YOUR GOAL:
Across the entries below, how many lines include the word "relayfee"? Reply with only the number.

#### PROVIDED INFORMATION

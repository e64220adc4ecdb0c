//! Request flows.
//!
//! Each method fetches what it needs from the node and hands it to exactly
//! one aggregator. Handlers in `api` only validate input and map errors.

use bitcoin::network::constants::Network;
use chrono::NaiveDate;
use futures::future::try_join_all;
use serde::{Deserialize, Serialize};
use tracing::debug;

use crate::address::{aggregate, ActivitySummary, AddressQueryOptions, AddressTotal};
use crate::blocks::{
    bits_to_difficulty, map_block, summarize, BlockDetail, BlockSummaryPage, DayWindow,
};
use crate::constants::DEFAULT_TX_PAGE_SIZE;
use crate::error::ExplorerError;
use crate::metrics::{self, Timer};
use crate::node::SharedChain;
use crate::transactions::{annotate_all, enrich, EnrichedTransaction};
use crate::types::{Hash256, MetaTransaction};
use crate::units::satoshi_to_coin;
use crate::utxo::{map_utxos, UtxoEntry};

/// Default minimum relay fee, in satoshis per kilobyte
pub const DEFAULT_RELAY_FEE_SAT: i64 = 1_000;

#[derive(Serialize, Deserialize, Debug, Clone, PartialEq)]
pub struct TransactionPage {
    #[serde(rename = "pagesTotal")]
    pub pages_total: usize,
    pub txs: Vec<EnrichedTransaction>,
}

#[derive(Serialize, Deserialize, Debug, Clone, PartialEq)]
pub struct NodeInfo {
    pub version: String,
    pub protocolversion: u32,
    pub blocks: i32,
    pub timeoffset: i64,
    pub connections: u32,
    pub proxy: String,
    pub difficulty: f64,
    pub testnet: bool,
    pub relayfee: f64,
    pub errors: Option<String>,
    pub network: String,
}

#[derive(Serialize, Deserialize, Debug, Clone, PartialEq)]
pub struct InfoResponse {
    pub info: NodeInfo,
}

#[derive(Serialize, Deserialize, Debug, Clone, PartialEq)]
pub struct SyncStatus {
    pub status: String,
    #[serde(rename = "blockChainHeight")]
    pub block_chain_height: i32,
    #[serde(rename = "syncPercentage")]
    pub sync_percentage: f64,
    pub height: i32,
    pub error: Option<String>,
    #[serde(rename = "type")]
    pub sync_type: String,
}

const PROTOCOL_VERSION: u32 = 70015;

pub fn network_name(network: Network) -> &'static str {
    match network {
        Network::Bitcoin => "main",
        Network::Testnet => "testnet",
        Network::Regtest => "regtest",
        #[allow(unreachable_patterns)]
        _ => "unknown",
    }
}

/// Number of pages of `page_size` needed for `count` items
fn pages_total(count: usize, page_size: usize) -> usize {
    (count + page_size - 1) / page_size
}

fn page_of<T: Clone>(items: &[T], page: usize, page_size: usize) -> Vec<T> {
    items
        .iter()
        .skip(page.saturating_mul(page_size))
        .take(page_size)
        .cloned()
        .collect()
}

pub struct Explorer {
    chain: SharedChain,
    network: Network,
    tx_page_size: usize,
    relay_fee_sat: i64,
}

impl Explorer {
    pub fn new(chain: SharedChain, network: Network) -> Self {
        Self {
            chain,
            network,
            tx_page_size: DEFAULT_TX_PAGE_SIZE,
            relay_fee_sat: DEFAULT_RELAY_FEE_SAT,
        }
    }

    pub fn with_tx_page_size(mut self, size: usize) -> Self {
        self.tx_page_size = size.max(1);
        self
    }

    pub fn with_relay_fee(mut self, relay_fee_sat: i64) -> Self {
        self.relay_fee_sat = relay_fee_sat;
        self
    }

    pub fn network(&self) -> Network {
        self.network
    }

    async fn best_height(&self) -> Result<i32, ExplorerError> {
        let height = self.chain.chain_height().await?;
        metrics::set_chain_tip_height(height as i64);
        Ok(height)
    }

    /// Address summary; an address the node has never seen is not found
    pub async fn address_summary(
        &self,
        address: &str,
        options: &AddressQueryOptions,
    ) -> Result<ActivitySummary, ExplorerError> {
        let timer = Timer::new();
        let metas = self.chain.metas_by_address(address).await?;
        if metas.is_empty() {
            return Err(ExplorerError::NoTransactions(address.to_string()));
        }

        let best_height = self.best_height().await?;
        let annotated = annotate_all(self.chain.as_ref(), metas).await?;
        let summary = aggregate(address, &annotated, best_height, options, self.network);

        metrics::record_enrichment_duration("address", timer.elapsed_secs());
        debug!(address = %address, txs = summary.tx_apperances, "Built address summary");
        Ok(summary)
    }

    /// One figure of the address summary, 0 for unused addresses
    pub async fn address_total(
        &self,
        address: &str,
        which: AddressTotal,
    ) -> Result<i64, ExplorerError> {
        let metas = self.chain.metas_by_address(address).await?;
        let best_height = self.best_height().await?;
        let annotated = annotate_all(self.chain.as_ref(), metas).await?;
        let options = AddressQueryOptions {
            no_tx_list: true,
            ..Default::default()
        };
        Ok(aggregate(address, &annotated, best_height, &options, self.network).total(which))
    }

    pub async fn transaction(&self, txid: &Hash256) -> Result<EnrichedTransaction, ExplorerError> {
        let timer = Timer::new();
        let meta = self
            .chain
            .meta_transaction(txid)
            .await?
            .ok_or(ExplorerError::TransactionNotFound(*txid))?;
        let best_height = self.best_height().await?;
        let tx = enrich(self.chain.as_ref(), meta, best_height, self.network).await?;

        metrics::record_enrichment_duration("transaction", timer.elapsed_secs());
        Ok(tx)
    }

    async fn enrich_page(
        &self,
        metas: Vec<MetaTransaction>,
        page: usize,
    ) -> Result<TransactionPage, ExplorerError> {
        let timer = Timer::new();
        let best_height = self.best_height().await?;
        let pages_total = pages_total(metas.len(), self.tx_page_size);
        let selected = page_of(&metas, page, self.tx_page_size);

        let txs = try_join_all(
            selected
                .into_iter()
                .map(|meta| enrich(self.chain.as_ref(), meta, best_height, self.network)),
        )
        .await?;

        metrics::record_enrichment_duration("tx_listing", timer.elapsed_secs());
        Ok(TransactionPage { pages_total, txs })
    }

    pub async fn transactions_by_block(
        &self,
        hash: &Hash256,
        page: usize,
    ) -> Result<TransactionPage, ExplorerError> {
        let block = self
            .chain
            .block(hash)
            .await?
            .ok_or_else(|| ExplorerError::BlockNotFound(hash.to_string()))?;

        let pages_total = pages_total(block.txids.len(), self.tx_page_size);
        let txids = page_of(&block.txids, page, self.tx_page_size);
        let metas = try_join_all(txids.iter().map(|txid| async move {
            self.chain
                .meta_transaction(txid)
                .await?
                .ok_or(ExplorerError::TransactionNotFound(*txid))
        }))
        .await?;

        // Only the requested page was fetched, so enrich it as page 0
        let mut result = self.enrich_page(metas, 0).await?;
        result.pages_total = pages_total;
        Ok(result)
    }

    pub async fn transactions_by_address(
        &self,
        address: &str,
        page: usize,
    ) -> Result<TransactionPage, ExplorerError> {
        let metas = self.chain.metas_by_address(address).await?;
        self.enrich_page(metas, page).await
    }

    pub async fn utxos(&self, addresses: &[String]) -> Result<Vec<UtxoEntry>, ExplorerError> {
        let timer = Timer::new();
        let coins = self.chain.coins_by_addresses(addresses).await?;
        let best_height = self.best_height().await?;
        let entries = map_utxos(&coins, best_height, self.network);

        metrics::record_enrichment_duration("utxo", timer.elapsed_secs());
        Ok(entries)
    }

    pub async fn block_summaries(
        &self,
        date: Option<NaiveDate>,
        limit: Option<usize>,
        today: NaiveDate,
    ) -> Result<BlockSummaryPage, ExplorerError> {
        let timer = Timer::new();
        let window = DayWindow::for_request(date, today);
        let blocks = self.chain.blocks_in_range(window.from, window.to).await?;
        let page = summarize(&blocks, &window, limit, today);

        metrics::record_enrichment_duration("blocks", timer.elapsed_secs());
        Ok(page)
    }

    pub async fn block_hash(&self, height: u32) -> Result<Hash256, ExplorerError> {
        self.chain
            .block_hash_at(height)
            .await?
            .ok_or_else(|| ExplorerError::BlockNotFound(height.to_string()))
    }

    pub async fn block_detail(&self, hash: &Hash256) -> Result<BlockDetail, ExplorerError> {
        let timer = Timer::new();
        let block = self
            .chain
            .block(hash)
            .await?
            .ok_or_else(|| ExplorerError::BlockNotFound(hash.to_string()))?;
        let best_height = self.best_height().await?;
        let next_hash = self.chain.next_block_hash(hash).await?;
        let is_main_chain = match u32::try_from(block.height) {
            Ok(height) => self.chain.block_hash_at(height).await? == Some(block.hash),
            Err(_) => false,
        };

        metrics::record_enrichment_duration("block", timer.elapsed_secs());
        Ok(map_block(&block, next_hash, best_height, is_main_chain))
    }

    pub async fn best_block_hash(&self) -> Result<Hash256, ExplorerError> {
        let best_height = self.best_height().await?;
        let height = u32::try_from(best_height)
            .map_err(|_| ExplorerError::BlockNotFound("tip".to_string()))?;
        self.block_hash(height).await
    }

    /// Difficulty of the tip block, 0 on an empty chain
    pub async fn difficulty(&self) -> Result<f64, ExplorerError> {
        let hash = match self.best_block_hash().await {
            Ok(hash) => hash,
            Err(e) if e.is_not_found() => return Ok(0.0),
            Err(e) => return Err(e),
        };
        Ok(self
            .chain
            .block(&hash)
            .await?
            .map(|block| bits_to_difficulty(block.bits))
            .unwrap_or(0.0))
    }

    pub async fn info(&self) -> Result<InfoResponse, ExplorerError> {
        let best_height = self.best_height().await?;
        let difficulty = self.difficulty().await?;
        Ok(InfoResponse {
            info: NodeInfo {
                version: format!("{}/{}", env!("CARGO_PKG_NAME"), env!("CARGO_PKG_VERSION")),
                protocolversion: PROTOCOL_VERSION,
                blocks: best_height + 1,
                timeoffset: 0,
                connections: 0,
                proxy: String::new(),
                difficulty,
                testnet: self.network == Network::Testnet,
                relayfee: satoshi_to_coin(self.relay_fee_sat),
                errors: None,
                network: network_name(self.network).to_string(),
            },
        })
    }

    pub async fn sync_status(&self) -> Result<SyncStatus, ExplorerError> {
        let height = self.best_height().await?;
        let progress = self.chain.sync_progress().await?;
        Ok(SyncStatus {
            status: if progress >= 1.0 { "finished" } else { "syncing" }.to_string(),
            block_chain_height: height,
            sync_percentage: progress * 100.0,
            height,
            error: None,
            sync_type: env!("CARGO_PKG_NAME").to_string(),
        })
    }
}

########

RESPONSE TO THIS EXERCISE:
2